■ **WHAT YOU NEED TO DO**: Report only the number of lines in this material that include the string "path".

■ **DATA FOR ANALYSIS**:
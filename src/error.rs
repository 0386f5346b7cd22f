//! Typed error taxonomy for the account security engine.
//!
//! Workflow functions return these instead of throwing so orchestration can
//! inspect and branch. Authentication failures stay generic (never reveal
//! whether the email exists); token flows are specific and actionable.
//! Collaborator failures (storage, transport) propagate unchanged through
//! the `Collaborator` variant; the engine never retries them.

/// Everything the engine can refuse to do, as a kind rather than a panic.
#[derive(Debug, thiserror::Error)]
pub enum AuthError {
    /// Missing or malformed input outside the login path.
    #[error("Invalid input: {0}")]
    InvalidInput(String),

    /// Generic login failure; deliberately covers missing fields, unknown
    /// email and wrong password alike.
    #[error("Incorrect email or password")]
    IncorrectCredentials,

    /// Lookup by email or token found no live account (non-login flows).
    #[error("Account not found")]
    AccountNotFound,

    /// Confirmation pending and the mailed token is still live.
    #[error("Account not confirmed")]
    AccountNotConfirmed,

    /// Confirmation token lapsed; a fresh one was issued and re-sent as a
    /// side effect of the check.
    #[error("Confirmation token expired. Check your email for confirmation.")]
    ConfirmationTokenExpired,

    /// Account is locked out. `resent` reports whether this check issued
    /// and sent a new unlock token (the previous one had expired).
    #[error("Account locked. Check your email for unlock instructions.")]
    AccountLocked { resent: bool },

    /// Token not found, bound to a different account, or tampered.
    #[error("Invalid token")]
    TokenInvalid,

    /// Token found but past its expiry.
    #[error("Token expired")]
    TokenExpired,

    /// Current password did not match on a re-authentication path
    /// (change password); carries no lockout side effect.
    #[error("Password does not match")]
    PasswordMismatch,

    /// Failure from an external collaborator, propagated unchanged.
    #[error(transparent)]
    Collaborator(#[from] anyhow::Error),
}

impl AuthError {
    /// Whether the error is a collaborator (storage/transport) failure as
    /// opposed to a domain refusal.
    #[must_use]
    pub fn is_collaborator(&self) -> bool {
        matches!(self, Self::Collaborator(_))
    }
}
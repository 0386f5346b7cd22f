//! Security token derivation and the `SecurityToken` value object.
//!
//! Tokens are derived deterministically: a SHA-256 digest keyed by the
//! textual form of the instant they were issued against (the expiry for
//! mailed tokens, the issuance time for remember-me), over the value they
//! are bound to (the account email). Verification re-derives and compares;
//! a malformed or mismatched candidate verifies to `false`, never errors.
//!
//! The scheme keeps the original wire behavior (opaque string bound to
//! email + instant, no server-side random state) while replacing the
//! reversible cipher with a one-way digest. Expiry is NOT part of
//! verification: callers must check `SecurityToken::expired` first.

use base64::Engine;
use base64::engine::general_purpose::URL_SAFE_NO_PAD;
use chrono::{DateTime, Utc};
use serde::{Deserialize, Serialize};
use sha2::{Digest, Sha256};

/// Derive an opaque token bound to `bound_value` and keyed by `instant`.
#[must_use]
pub fn issue(bound_value: &str, instant: DateTime<Utc>) -> String {
    let mut hasher = Sha256::new();
    hasher.update(instant.timestamp_millis().to_string().as_bytes());
    hasher.update([0x1f]);
    hasher.update(bound_value.as_bytes());
    URL_SAFE_NO_PAD.encode(hasher.finalize())
}

/// Re-derive and compare. Fails open to `false` on any mismatch.
#[must_use]
pub fn verify(bound_value: &str, instant: DateTime<Utc>, candidate: &str) -> bool {
    let expected = issue(bound_value, instant);
    eq_no_early_exit(expected.as_bytes(), candidate.as_bytes())
}

/// Byte comparison without an early exit on the first difference.
fn eq_no_early_exit(a: &[u8], b: &[u8]) -> bool {
    if a.len() != b.len() {
        return false;
    }
    a.iter()
        .zip(b.iter())
        .fold(0u8, |acc, (x, y)| acc | (x ^ y))
        == 0
}

/// A single-purpose, expiring credential stored on the account.
///
/// Purpose scoping comes from the field the token is stored in: a
/// confirmation token is never valid as an unlock token because each
/// workflow only reads its own slot.
#[derive(Clone, Debug, PartialEq, Eq, Serialize, Deserialize)]
pub struct SecurityToken {
    pub value: String,
    pub expires_at: DateTime<Utc>,
    pub sent_at: Option<DateTime<Utc>>,
}

impl SecurityToken {
    /// Issue a fresh token bound to `bound_value`, expiring at `expires_at`.
    #[must_use]
    pub fn issue(bound_value: &str, expires_at: DateTime<Utc>) -> Self {
        Self {
            value: issue(bound_value, expires_at),
            expires_at,
            sent_at: None,
        }
    }

    /// Whether the token is past its expiry at the given clock reading.
    #[must_use]
    pub fn expired(&self, now: DateTime<Utc>) -> bool {
        now > self.expires_at
    }

    /// Re-derive against `bound_value` and compare to a candidate string.
    #[must_use]
    pub fn matches(&self, bound_value: &str, candidate: &str) -> bool {
        verify(bound_value, self.expires_at, candidate)
    }

    pub fn mark_sent(&mut self, now: DateTime<Utc>) {
        self.sent_at = Some(now);
    }
}
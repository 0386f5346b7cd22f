//! Capability workflows operating on the `AccountSecurity` aggregate.
//!
//! Each workflow is a stateless service taking the aggregate as a
//! parameter; the engine injects the shared collaborators and persists the
//! result after every state-changing call.

pub mod confirmation;
pub mod lockout;
pub mod recovery;
pub mod remember;
pub mod tracking;

use crate::error::AuthError;

/// Result of an authentication gate check.
///
/// Gates are commands, not pure predicates: a check against an expired
/// token re-issues and re-sends a fresh one as a side effect. `resent`
/// makes that side effect visible so the caller knows to persist the
/// mutated account before surfacing the error.
#[derive(Debug)]
pub enum Gate {
    Pass,
    Blocked { error: AuthError, resent: bool },
}

impl Gate {
    #[must_use]
    pub fn blocked(&self) -> bool {
        matches!(self, Self::Blocked { .. })
    }
}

■ **ANSWER AREA**: 2